Dachdecker arbeiten dort, wo das Gebäude auf Wind und Wetter trifft. Mit dem Solarboom ist der Beruf gefragter denn je: Wer Dächer kann, kann auch Photovoltaik montieren.
Was macht ein Dachdecker?
- Steildächer eindecken: Ziegel, Faserzement und Schiefer fachgerecht verlegen.
- Unterdach und Wärmedämmung: Die Schichten unter der Eindeckung entscheiden über Dichtheit und Energieeffizienz.
- Solaranlagen montieren: Photovoltaik-Module gehören heute fest zum Berufsbild der Gebäudehülle.
- Reparatur und Unterhalt: Sturmschäden beheben, undichte Stellen finden, Dächer sanieren.

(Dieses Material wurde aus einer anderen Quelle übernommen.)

// This Source Code Form is subject to the terms of the Mozilla Public
// License, v. 2.0. If a copy of the MPL was not distributed with this
// file, You can obtain one at https://mozilla.org/MPL/2.0/.
//
// Copyright (c) 2025 Pegasus Heavy Industries, LLC

//! Error types for the loader engine

use std::path::PathBuf;
use thiserror::Error;

/// Result type for loader operations
pub type Result<T> = std::result::Result<T, EsmError>;

/// Errors that can occur in the loader engine
#[derive(Debug, Error)]
pub enum EsmError {
    /// Caller contract violation (e.g. a non-object host module)
    #[error("Invalid argument: {0}")]
    InvalidArgument(String),

    /// Unrecognized or malformed activation option
    #[error("Invalid option: {0}")]
    InvalidOption(String),

    /// Path does not exist
    #[error("No such file: {0}")]
    NotFound(PathBuf),

    /// Module resolution failure
    #[error("Cannot resolve module '{request}': {reason}")]
    Resolution {
        /// Module specifier that failed to resolve
        request: String,
        /// Reason for failure
        reason: String,
    },

    /// Hook installation failure reported by the host
    #[error("Hook installation failed: {0}")]
    Hook(String),

    /// File system error
    #[error("File system error: {0}")]
    Io(#[from] std::io::Error),

    /// JSON serialization error
    #[error("JSON error: {0}")]
    Json(#[from] serde_json::Error),
}

impl EsmError {
    /// Create an InvalidArgument error
    pub fn invalid_argument(msg: impl Into<String>) -> Self {
        Self::InvalidArgument(msg.into())
    }

    /// Create an InvalidOption error
    pub fn invalid_option(msg: impl Into<String>) -> Self {
        Self::InvalidOption(msg.into())
    }

    /// Create a Resolution error
    pub fn resolution(request: impl Into<String>, reason: impl Into<String>) -> Self {
        Self::Resolution {
            request: request.into(),
            reason: reason.into(),
        }
    }
}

Schwindelfreiheit, Wetterfestigkeit und saubere Arbeit sind Pflicht. Dafür gibt es einen Arbeitsplatz mit Aussicht und ein Gewerk mit Zukunft.
Ausbildung
Die Grundbildung zum Dachdecker EFZ dauert drei Jahre und läuft heute unter dem Dach der Gebäudehüllen-Berufe (Polybau). Der Einstieg über die zweijährige EBA-Ausbildung oder als angelernter Mitarbeiter mit Praxis ist ebenfalls verbreitet.
Karriere und Perspektiven
Energetische Sanierungen und Solarpflichten in immer mehr Kantonen sorgen für volle Auftragsbücher. Erfahrene Dachdecker entwickeln sich zum Vorarbeiter, Projektleiter Gebäudehülle oder machen sich mit eidgenössischem Fachausweis selbstständig.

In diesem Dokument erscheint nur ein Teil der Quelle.